▶ _Exercise details_: Write out exactly what each line says, starting with the first line below and ending on the one with "pub enum ImageRole".

Stored data entries:
· · · · · · ·
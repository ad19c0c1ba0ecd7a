//! Declarative preview scene, renderable as an HTML fragment.
//!
//! The scene mirrors what [`crate::Compositor::render`] draws: background, text layers in
//! sequence order, then the foreground cutout, each text element placed with
//! [`PreviewGeometry`].

use std::fmt::Write as _;

use crate::assets::color::CssColor;
use crate::layers::model::{LayerId, Project, TextLayer};
use crate::transform::geometry::PreviewGeometry;

#[derive(Clone, Copy, Debug, PartialEq, Eq, serde::Serialize)]
#[serde(rename_all = "snake_case")]
/// Which image layer an image element shows.
pub enum ImageRole {
    /// Uploaded photo.
    Background,
    /// Segmented subject.
    Foreground,
}

#[derive(Clone, Debug, PartialEq, serde::Serialize)]
/// CSS-level styling of one preview text element.
pub struct PreviewTextStyle {
    /// Placement and size.
    pub geometry: PreviewGeometry,
    /// CSS `font-family`.
    pub font_family: String,
    /// CSS `font-weight`.
    pub font_weight: u16,
    /// CSS `color`, as entered.
    pub color: String,
    /// CSS `opacity`.
    pub opacity: f64,
}

#[derive(Clone, Debug, PartialEq, serde::Serialize)]
#[serde(tag = "kind", rename_all = "snake_case")]
/// One absolutely positioned element of the preview.
pub enum PreviewElement {
    /// Full-size image.
    Image {
        /// Background or foreground.
        role: ImageRole,
        /// Image URL or path.
        source: String,
    },
    /// Text placed by its center.
    Text {
        /// Layer the element renders.
        id: LayerId,
        /// Displayed text.
        text: String,
        /// Styling.
        style: PreviewTextStyle,
    },
}

#[derive(Clone, Debug, PartialEq, serde::Serialize)]
/// Ordered preview elements over a container with the background's aspect ratio.
pub struct PreviewScene {
    /// Background natural width.
    pub width: u32,
    /// Background natural height.
    pub height: u32,
    /// Whether segmentation is still pending (text and cutout are hidden).
    pub loading: bool,
    /// Elements, bottom first.
    pub elements: Vec<PreviewElement>,
}

impl PreviewScene {
    /// Scene for `project`, or `None` without a background.
    pub fn build(project: &Project, setup_done: bool) -> Option<Self> {
        let background = project.background.as_ref()?;
        let mut elements = vec![PreviewElement::Image {
            role: ImageRole::Background,
            source: background.source.clone(),
        }];

        if setup_done {
            elements.extend(project.text_layers.iter().map(text_element));
            if let Some(fg) = &project.foreground {
                elements.push(PreviewElement::Image {
                    role: ImageRole::Foreground,
                    source: fg.source.clone(),
                });
            }
        }

        Some(Self {
            width: background.natural_width(),
            height: background.natural_height(),
            loading: !setup_done,
            elements,
        })
    }

    /// Point image elements of `role` at `source` (e.g. a file written next to the HTML).
    pub fn set_image_source(&mut self, role: ImageRole, source: impl Into<String>) {
        let source = source.into();
        for el in &mut self.elements {
            if let PreviewElement::Image { role: r, source: s } = el
                && *r == role
            {
                s.clone_from(&source);
            }
        }
    }

    /// Serialize as a self-contained HTML fragment.
    pub fn to_html(&self) -> String {
        let mut out = String::new();
        let _ = writeln!(
            out,
            "<div class=\"text-behind-preview\" style=\"position: relative; width: 100%; \
             aspect-ratio: {} / {}; overflow: hidden;\">",
            self.width, self.height
        );

        for el in &self.elements {
            match el {
                PreviewElement::Image { role, source } => {
                    let alt = match role {
                        ImageRole::Background => "Uploaded",
                        ImageRole::Foreground => "Removed bg",
                    };
                    let _ = writeln!(
                        out,
                        "  <img src=\"{}\" alt=\"{alt}\" style=\"position: absolute; top: 0; \
                         left: 0; width: 100%; height: 100%; object-fit: fill;\">",
                        escape_html(source)
                    );
                }
                PreviewElement::Text { id, text, style } => {
                    let g = &style.geometry;
                    let _ = writeln!(
                        out,
                        "  <div data-layer-id=\"{id}\" style=\"position: absolute; top: {}%; \
                         left: {}%; transform: {}; color: {}; text-align: center; \
                         white-space: pre; font-size: {}%; font-weight: {}; font-family: {}; \
                         opacity: {};\">{}</div>",
                        g.top_percent,
                        g.left_percent,
                        g.css_transform(),
                        css_color(&style.color),
                        g.font_size_percent,
                        style.font_weight,
                        escape_html(&css_string(&style.font_family)),
                        style.opacity,
                        escape_html(text)
                    );
                }
            }
        }

        if self.loading {
            out.push_str("  <span>Loading, please wait</span>\n");
        }
        out.push_str("</div>\n");
        out
    }
}

fn text_element(layer: &TextLayer) -> PreviewElement {
    PreviewElement::Text {
        id: layer.id,
        text: layer.text.clone(),
        style: PreviewTextStyle {
            geometry: PreviewGeometry::for_layer(layer),
            font_family: layer.font_family.clone(),
            font_weight: layer.font_weight,
            color: layer.color.as_str().to_string(),
            opacity: layer.opacity,
        },
    }
}

/// Resolved `rgba()` for `color`, white when it does not parse (as in the export).
fn css_color(color: &str) -> String {
    let [r, g, b, a] = CssColor::new(color)
        .to_rgba8()
        .unwrap_or([255, 255, 255, 255]);
    format!("rgba({r}, {g}, {b}, {})", f64::from(a) / 255.0)
}

/// Double-quoted CSS string literal.
fn css_string(s: &str) -> String {
    let mut out = String::with_capacity(s.len() + 2);
    out.push('"');
    for c in s.chars() {
        match c {
            '"' | '\\' => {
                out.push('\\');
                out.push(c);
            }
            '\n' | '\r' | '\x0c' => {
                let _ = write!(out, "\\{:x} ", u32::from(c));
            }
            _ => out.push(c),
        }
    }
    out.push('"');
    out
}

fn escape_html(s: &str) -> String {
    let mut out = String::with_capacity(s.len());
    for c in s.chars() {
        match c {
            '&' => out.push_str("&amp;"),
            '<' => out.push_str("&lt;"),
            '>' => out.push_str("&gt;"),
            '"' => out.push_str("&quot;"),
            '\'' => out.push_str("&#39;"),
            _ => out.push(c),
        }
    }
    out
}

#[cfg(test)]
#[path = "../../tests/unit/render/preview.rs"]
mod tests;
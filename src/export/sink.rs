use std::path::{Path, PathBuf};

use anyhow::Context as _;

use crate::export::png::ExportFile;
use crate::foundation::error::TextBehindResult;

/// Destination for exported files.
pub trait DownloadSink {
    /// Take ownership of `file`.
    fn deliver(&mut self, file: &ExportFile) -> TextBehindResult<()>;
}

/// Hand `file` to `sink`, logging the delivery.
pub fn trigger_download(sink: &mut dyn DownloadSink, file: &ExportFile) -> TextBehindResult<()> {
    sink.deliver(file)?;
    tracing::info!(
        file = %file.file_name,
        mime = file.mime,
        bytes = file.bytes.len(),
        "export delivered"
    );
    Ok(())
}

/// Writes files into a directory, creating it on demand.
#[derive(Debug, Clone)]
pub struct DirectorySink {
    dir: PathBuf,
    last_path: Option<PathBuf>,
}

impl DirectorySink {
    /// Sink writing into `dir`.
    pub fn new(dir: impl Into<PathBuf>) -> Self {
        Self {
            dir: dir.into(),
            last_path: None,
        }
    }

    /// Path of the most recently written file.
    pub fn last_path(&self) -> Option<&Path> {
        self.last_path.as_deref()
    }
}

impl DownloadSink for DirectorySink {
    fn deliver(&mut self, file: &ExportFile) -> TextBehindResult<()> {
        let path = self.dir.join(&file.file_name);
        ensure_parent_dir(&path)?;
        std::fs::write(&path, &file.bytes)
            .with_context(|| format!("failed to write '{}'", path.display()))?;
        self.last_path = Some(path);
        Ok(())
    }
}

/// In-memory sink for tests and debugging.
#[derive(Debug, Default)]
pub struct InMemoryDownloads {
    files: Vec<ExportFile>,
}

impl InMemoryDownloads {
    /// Create a new in-memory sink.
    pub fn new() -> Self {
        Self::default()
    }

    /// Borrow the delivered files, oldest first.
    pub fn files(&self) -> &[ExportFile] {
        &self.files
    }
}

impl DownloadSink for InMemoryDownloads {
    fn deliver(&mut self, file: &ExportFile) -> TextBehindResult<()> {
        self.files.push(file.clone());
        Ok(())
    }
}

/// Create the parent directory of `path` if needed.
pub fn ensure_parent_dir(path: &Path) -> TextBehindResult<()> {
    if let Some(parent) = path.parent() {
        std::fs::create_dir_all(parent)
            .with_context(|| format!("failed to create output directory '{}'", parent.display()))?;
    }
    Ok(())
}

#[cfg(test)]
#[path = "../../tests/unit/export/sink.rs"]
mod tests;
use std::path::PathBuf;

use super::*;

fn fixture_dir() -> PathBuf {
    PathBuf::from(env!("CARGO_MANIFEST_DIR")).join("tests/data/fonts")
}

fn fixture_library() -> FontLibrary {
    let mut lib = FontLibrary::empty();
    let added = lib.load_dir(&fixture_dir());
    assert_eq!(added, 2);
    lib
}

#[test]
fn empty_library_resolves_nothing() {
    let lib = FontLibrary::empty();
    assert_eq!(lib.face_count(), 0);
    assert!(lib.query("DejaVu Sans", 400).is_none());
}

#[test]
fn load_dir_skips_non_font_files_and_missing_dirs() {
    let mut lib = FontLibrary::empty();
    assert_eq!(lib.load_dir(&fixture_dir().join("missing")), 0);
    lib.load_dir(&fixture_dir());
    assert_eq!(lib.families(), vec!["DejaVu Sans".to_string()]);
}

#[test]
fn weight_selects_the_matching_face() {
    let lib = fixture_library();
    let regular = lib.query("DejaVu Sans", 400).unwrap();
    let bold = lib.query("DejaVu Sans", 800).unwrap();
    assert!(regular.exact_family);
    assert_eq!(regular.weight, 400);
    assert_eq!(bold.weight, 700);
    assert_ne!(regular.id, bold.id);
}

#[test]
fn unknown_family_falls_back_to_closest_face() {
    let lib = fixture_library();
    let m = lib.query("Inter", 800).unwrap();
    assert!(!m.exact_family);
    assert_eq!(m.family, "DejaVu Sans");
    assert_eq!(m.weight, 700);
}

#[test]
fn face_bytes_are_available_for_matches() {
    let lib = fixture_library();
    let m = lib.query("DejaVu Sans", 400).unwrap();
    let (bytes, index) = lib.face_bytes(m.id).unwrap();
    assert!(!bytes.is_empty());
    assert_eq!(index, 0);
}

#[test]
fn load_font_data_rejects_garbage() {
    let mut lib = FontLibrary::empty();
    let err = lib.load_font_data(b"not a font".to_vec()).unwrap_err();
    assert!(matches!(err, TextBehindError::Render(_)));
}
use std::{
    fs::File,
    io::BufReader,
    path::{Path, PathBuf},
    sync::Arc,
};

use anyhow::Context as _;
use clap::{Args, Parser, Subcommand};
use sha2::Digest as _;

#[derive(Parser, Debug)]
#[command(name = "text-behind", version)]
struct Cli {
    #[command(subcommand)]
    cmd: Command,
}

#[derive(Subcommand, Debug)]
enum Command {
    /// Composite text behind the subject and write `text-behind-image.png`.
    Compose(ComposeArgs),
    /// Write the live-preview HTML fragment for a session.
    Preview(PreviewArgs),
}

#[derive(Args, Debug)]
struct SessionArgs {
    /// Uploaded photo (.jpg, .jpeg or .png).
    #[arg(long)]
    image: PathBuf,

    /// JSON array of text layers; each entry maps attribute keys (e.g. `fontSizeUnits`) to values.
    #[arg(long)]
    layers: Option<PathBuf>,

    /// Precomputed cutout image to use as the foreground.
    #[arg(long, conflicts_with = "segment_cmd")]
    cutout: Option<PathBuf>,

    /// Background remover command template with `{in}`/`{out}` placeholders.
    #[arg(long)]
    segment_cmd: Option<String>,

    /// Editor config JSON.
    #[arg(long)]
    config: Option<PathBuf>,

    /// Extra font directory (repeatable).
    #[arg(long = "font-dir")]
    font_dirs: Vec<PathBuf>,

    /// Do not load the host's installed fonts.
    #[arg(long)]
    no_system_fonts: bool,

    /// Print diagnostics about text font resolution (family name + SHA-256 of font bytes).
    #[arg(long)]
    dump_fonts: bool,
}

#[derive(Args, Debug)]
struct ComposeArgs {
    #[command(flatten)]
    session: SessionArgs,

    /// Output directory (defaults to the config's `output_dir`).
    #[arg(long)]
    out_dir: Option<PathBuf>,
}

#[derive(Args, Debug)]
struct PreviewArgs {
    #[command(flatten)]
    session: SessionArgs,

    /// Output HTML path. The cutout is written next to it as `<stem>-cutout.png`.
    #[arg(long)]
    out: PathBuf,
}

fn main() -> anyhow::Result<()> {
    let cli = Cli::parse();
    match cli.cmd {
        Command::Compose(args) => cmd_compose(args),
        Command::Preview(args) => cmd_preview(args),
    }
}

fn init_logging(filter: &str) {
    use tracing_subscriber::{EnvFilter, fmt};

    let env_filter = EnvFilter::try_from_default_env().unwrap_or_else(|_| EnvFilter::new(filter));
    let subscriber = fmt::Subscriber::builder()
        .with_env_filter(env_filter)
        .with_writer(std::io::stderr)
        .with_target(true)
        .finish();
    tracing::subscriber::set_global_default(subscriber).ok();
}

fn load_config(args: &SessionArgs) -> anyhow::Result<text_behind::EditorConfig> {
    let mut cfg = match &args.config {
        Some(path) => text_behind::EditorConfig::from_path(path)?,
        None => text_behind::EditorConfig::default(),
    };
    cfg.font_dirs.extend(args.font_dirs.iter().cloned());
    if args.no_system_fonts {
        cfg.system_fonts = false;
    }
    if let Some(cmd) = &args.segment_cmd {
        cfg.segmentation_command = Some(cmd.clone());
    }
    cfg.validate()?;
    Ok(cfg)
}

type LayerEntry = serde_json::Map<String, serde_json::Value>;

fn read_layers_json(path: &Path) -> anyhow::Result<Vec<LayerEntry>> {
    let f = File::open(path).with_context(|| format!("open layers '{}'", path.display()))?;
    let r = BufReader::new(f);
    let layers: Vec<LayerEntry> = serde_json::from_reader(r)
        .with_context(|| "parse layers JSON (expected an array of objects)")?;
    Ok(layers)
}

fn build_session(
    args: &SessionArgs,
    cfg: &text_behind::EditorConfig,
) -> anyhow::Result<text_behind::Session> {
    let mut session = text_behind::Session::new(cfg.font_library());
    let ticket = session.upload_path(&args.image)?;

    let remover: Option<Arc<dyn text_behind::BackgroundRemover>> = match &args.cutout {
        Some(path) => Some(Arc::new(text_behind::CutoutFileRemover::new(path))),
        None => cfg.remover()?,
    };

    match remover {
        Some(remover) => {
            let mut worker = text_behind::SegmentationWorker::spawn(remover)?;
            worker.submit(ticket)?;
            let outcome = worker
                .wait()
                .context("segmentation worker stopped without a result")?;
            let applied = session.apply_segmentation(outcome);
            tracing::info!(?applied, "segmentation finished");
        }
        None => {
            tracing::info!("no background remover configured; text will stay in front");
            session.skip_segmentation();
        }
    }

    if let Some(path) = &args.layers {
        for (i, entry) in read_layers_json(path)?.into_iter().enumerate() {
            let id = session.add_new_text_set();
            for (key, value) in entry {
                session
                    .handle_attribute_change_json(id, &key, value)
                    .with_context(|| format!("layer {i}"))?;
            }
        }
    }

    if args.dump_fonts {
        dump_font_diagnostics(&session)?;
    }

    Ok(session)
}

fn cmd_compose(args: ComposeArgs) -> anyhow::Result<()> {
    let cfg = load_config(&args.session)?;
    init_logging(&cfg.log_filter);

    let mut session = build_session(&args.session, &cfg)?;
    let out_dir = args.out_dir.unwrap_or_else(|| cfg.output_dir.clone());
    let mut sink = text_behind::DirectorySink::new(out_dir);

    let file = session
        .save_composite_image(&mut sink)?
        .context("nothing to export (image setup did not finish)")?;

    let written = sink
        .last_path()
        .map(|p| p.display().to_string())
        .unwrap_or(file.file_name);
    eprintln!("wrote {written} ({}x{})", file.width, file.height);
    Ok(())
}

fn cmd_preview(args: PreviewArgs) -> anyhow::Result<()> {
    let cfg = load_config(&args.session)?;
    init_logging(&cfg.log_filter);

    let session = build_session(&args.session, &cfg)?;
    let mut scene = session.preview().context("no background uploaded")?;

    // Image sources are written next to the HTML file and referenced by file name.
    let stem = args
        .out
        .file_stem()
        .and_then(|s| s.to_str())
        .unwrap_or("preview");
    text_behind::ensure_parent_dir(&args.out)?;

    let ext = args
        .session
        .image
        .extension()
        .and_then(|e| e.to_str())
        .unwrap_or("png")
        .to_ascii_lowercase();
    let background_name = format!("{stem}-background.{ext}");
    let background_path = args.out.with_file_name(&background_name);
    std::fs::copy(&args.session.image, &background_path)
        .with_context(|| format!("copy background to '{}'", background_path.display()))?;
    scene.set_image_source(text_behind::ImageRole::Background, background_name);

    if let Some(fg) = &session.project().foreground {
        let cutout_name = format!("{stem}-cutout.png");
        let cutout_path = args.out.with_file_name(&cutout_name);
        std::fs::write(&cutout_path, text_behind::encode_prepared_png(&fg.image)?)
            .with_context(|| format!("write cutout '{}'", cutout_path.display()))?;
        scene.set_image_source(text_behind::ImageRole::Foreground, cutout_name);
    }

    std::fs::write(&args.out, scene.to_html())
        .with_context(|| format!("write preview '{}'", args.out.display()))?;
    eprintln!("wrote {}", args.out.display());
    Ok(())
}

fn dump_font_diagnostics(session: &text_behind::Session) -> anyhow::Result<()> {
    eprintln!("text font diagnostics:");
    eprintln!("  faces: {}", session.fonts().face_count());
    for layer in session.text_layers() {
        eprintln!("  layer {}:", layer.id);
        eprintln!("    requested:   {} {}", layer.font_family, layer.font_weight);
        let Some(face) = session.fonts().query(&layer.font_family, layer.font_weight) else {
            eprintln!("    resolved:    <none>");
            continue;
        };
        let (bytes, _) = session
            .fonts()
            .face_bytes(face.id)
            .with_context(|| format!("load font bytes for '{}'", face.family))?;
        eprintln!("    family:      {} {}", face.family, face.weight);
        eprintln!("    sha256:      {}", sha256_hex(&bytes));
    }
    Ok(())
}

fn sha256_hex(bytes: &[u8]) -> String {
    let digest = sha2::Sha256::digest(bytes);
    let mut out = String::with_capacity(digest.len() * 2);
    for b in digest {
        out.push_str(&format!("{:02x}", b));
    }
    out
}
//! The editing session: one project, one upload generation, one compositor.

use std::path::Path;
use std::sync::Arc;

use crate::assets::decode::{decode_image, read_upload};
use crate::assets::fonts::FontLibrary;
use crate::export::png::ExportFile;
use crate::export::sink::{DownloadSink, trigger_download};
use crate::foundation::core::Canvas;
use crate::foundation::error::TextBehindResult;
use crate::layers::model::{ImageLayer, LayerId, Project, TextAttr, TextLayer};
use crate::layers::ops;
use crate::render::compositor::Compositor;
use crate::render::frame::FrameRGBA;
use crate::render::preview::PreviewScene;
use crate::session::segmentation::{
    BackgroundRemover, SegmentationOutcome, SegmentationTicket, SourceImage,
};

#[derive(Clone, Copy, Debug, PartialEq, Eq)]
/// What [`Session::apply_segmentation`] did with an outcome.
pub enum SegmentationApplied {
    /// The cutout became the foreground layer.
    Applied,
    /// Removal or cutout decoding failed; the project continues without a foreground.
    Failed,
    /// The outcome belongs to an earlier upload and was dropped.
    Stale,
}

/// Owned editor state for a single image.
pub struct Session {
    generation: u64,
    project: Project,
    setup_done: bool,
    compositor: Compositor,
}

impl std::fmt::Debug for Session {
    fn fmt(&self, f: &mut std::fmt::Formatter<'_>) -> std::fmt::Result {
        f.debug_struct("Session")
            .field("generation", &self.generation)
            .field("setup_done", &self.setup_done)
            .field("text_layers", &self.project.text_layers.len())
            .finish_non_exhaustive()
    }
}

impl Session {
    /// Empty session drawing text with `fonts`.
    pub fn new(fonts: FontLibrary) -> Self {
        Self {
            generation: 0,
            project: Project::default(),
            setup_done: false,
            compositor: Compositor::new(fonts),
        }
    }

    /// Number of uploads accepted so far.
    pub fn generation(&self) -> u64 {
        self.generation
    }

    /// Current project.
    pub fn project(&self) -> &Project {
        &self.project
    }

    /// Text layers in draw order.
    pub fn text_layers(&self) -> &[TextLayer] {
        &self.project.text_layers
    }

    /// Layer with `id`, if present.
    pub fn text_layer(&self, id: LayerId) -> Option<&TextLayer> {
        self.project.text_layers.iter().find(|l| l.id == id)
    }

    /// Whether segmentation has finished (successfully or not) for the current upload.
    pub fn is_image_setup_done(&self) -> bool {
        self.setup_done
    }

    /// Fonts available to text layers.
    pub fn fonts(&self) -> &FontLibrary {
        self.compositor.fonts()
    }

    /// Read and decode an upload from disk. See [`Session::upload_bytes`].
    pub fn upload_path(&mut self, path: &Path) -> TextBehindResult<SegmentationTicket> {
        let bytes = read_upload(path)?;
        self.accept_upload(path.display().to_string(), bytes, Some(path.to_path_buf()))
    }

    /// Decode `bytes` as the new background and start a fresh project.
    ///
    /// The returned ticket carries the new generation; hand it to a [`BackgroundRemover`] and
    /// feed the outcome back through [`Session::apply_segmentation`]. A decode failure leaves the
    /// session untouched.
    pub fn upload_bytes(
        &mut self,
        label: impl Into<String>,
        bytes: Vec<u8>,
    ) -> TextBehindResult<SegmentationTicket> {
        self.accept_upload(label.into(), bytes, None)
    }

    #[tracing::instrument(skip(self, bytes, path), fields(len = bytes.len()))]
    fn accept_upload(
        &mut self,
        label: String,
        bytes: Vec<u8>,
        path: Option<std::path::PathBuf>,
    ) -> TextBehindResult<SegmentationTicket> {
        let image = decode_image(&bytes)?;
        tracing::info!(width = image.width, height = image.height, "background decoded");

        self.generation += 1;
        self.setup_done = false;
        self.project = Project {
            background: Some(ImageLayer::new(label.clone(), image)),
            foreground: None,
            text_layers: Vec::new(),
        };

        Ok(SegmentationTicket {
            generation: self.generation,
            source: SourceImage {
                label,
                bytes: Arc::new(bytes),
                path,
            },
        })
    }

    /// Install a segmentation outcome if it belongs to the current upload.
    #[tracing::instrument(skip(self, outcome), fields(generation = outcome.generation))]
    pub fn apply_segmentation(&mut self, outcome: SegmentationOutcome) -> SegmentationApplied {
        if outcome.generation != self.generation {
            tracing::debug!(current = self.generation, "discarding stale segmentation result");
            return SegmentationApplied::Stale;
        }

        let applied = match outcome.result.and_then(|bytes| decode_image(&bytes)) {
            Ok(cutout) => {
                self.project.foreground =
                    Some(ImageLayer::new(format!("cutout:{}", outcome.label), cutout));
                SegmentationApplied::Applied
            }
            Err(e) => {
                tracing::warn!(error = %e, "background removal failed; continuing without cutout");
                self.project.foreground = None;
                SegmentationApplied::Failed
            }
        };
        self.setup_done = true;
        applied
    }

    /// Finish setup without a cutout; text is drawn over the whole image.
    pub fn skip_segmentation(&mut self) {
        if self.project.background.is_some() {
            self.setup_done = true;
        }
    }

    /// Run `remover` for `ticket` on this thread and apply the result.
    pub fn segment_blocking(
        &mut self,
        ticket: &SegmentationTicket,
        remover: &dyn BackgroundRemover,
    ) -> SegmentationApplied {
        self.apply_segmentation(ticket.run(remover))
    }

    /// Append a default text layer and return its id.
    pub fn add_new_text_set(&mut self) -> LayerId {
        let layers = std::mem::take(&mut self.project.text_layers);
        self.project.text_layers = ops::add_text_layer(layers);
        self.last_layer_id()
    }

    /// Append a copy of layer `id`. `None` if there is no such layer.
    pub fn duplicate_text_set(&mut self, id: LayerId) -> Option<LayerId> {
        let source = self.text_layer(id)?.clone();
        let layers = std::mem::take(&mut self.project.text_layers);
        self.project.text_layers = ops::duplicate_text_layer(layers, &source);
        Some(self.last_layer_id())
    }

    /// Remove layer `id`.
    pub fn remove_text_set(&mut self, id: LayerId) {
        let layers = std::mem::take(&mut self.project.text_layers);
        self.project.text_layers = ops::remove_text_layer(layers, id);
    }

    /// Set one attribute on layer `id`. Missing ids are ignored.
    pub fn handle_attribute_change(&mut self, id: LayerId, attr: &TextAttr) {
        let layers = std::mem::take(&mut self.project.text_layers);
        self.project.text_layers = ops::update_attribute(layers, id, attr);
    }

    /// [`Session::handle_attribute_change`] for an untyped `(key, value)` pair.
    pub fn handle_attribute_change_json(
        &mut self,
        id: LayerId,
        key: &str,
        value: serde_json::Value,
    ) -> TextBehindResult<()> {
        let attr = TextAttr::from_key_value(key, value)?;
        self.handle_attribute_change(id, &attr);
        Ok(())
    }

    /// Composite at the background's natural size.
    ///
    /// `None` while there is no background or setup is still pending.
    pub fn render_export(&mut self) -> TextBehindResult<Option<FrameRGBA>> {
        if !self.setup_done {
            tracing::debug!("export skipped: image setup not done");
            return Ok(None);
        }
        let Some(background) = &self.project.background else {
            tracing::debug!("export skipped: no background");
            return Ok(None);
        };

        let canvas = Canvas::new(background.natural_width(), background.natural_height())?;
        let frame = self.compositor.render(
            background,
            &self.project.text_layers,
            self.project.foreground.as_ref(),
            canvas,
        )?;
        Ok(Some(frame))
    }

    /// Render, encode and deliver `text-behind-image.png` to `sink`.
    pub fn save_composite_image(
        &mut self,
        sink: &mut dyn DownloadSink,
    ) -> TextBehindResult<Option<ExportFile>> {
        let Some(frame) = self.render_export()? else {
            return Ok(None);
        };
        let file = ExportFile::composite(&frame)?;
        trigger_download(sink, &file)?;
        Ok(Some(file))
    }

    /// Declarative preview of the current project.
    pub fn preview(&self) -> Option<PreviewScene> {
        PreviewScene::build(&self.project, self.setup_done)
    }

    fn last_layer_id(&self) -> LayerId {
        self.project
            .text_layers
            .last()
            .map(|l| l.id)
            .unwrap_or_default()
    }
}

#[cfg(test)]
#[path = "../../tests/unit/session/editor.rs"]
mod tests;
· · · · · · ·
▶ _Answer space_:
repository ad19c0c1ba0ecd7a
//! Declarative preview scene, renderable as an HTML fragment.
//!
//! The scene mirrors what [`crate::Compositor::render`] draws: background, text layers in
//! sequence order, then the foreground cutout, each text element placed with
//! [`PreviewGeometry`].

use std::fmt::Write as _;

use crate::assets::color::CssColor;
use crate::layers::model::{LayerId, Project, TextLayer};
use crate::transform::geometry::PreviewGeometry;

#[derive(Clone, Copy, Debug, PartialEq, Eq, serde::Serialize)]
#[serde(rename_all = "snake_case")]
/// Which image layer an image element shows.
pub enum ImageRole {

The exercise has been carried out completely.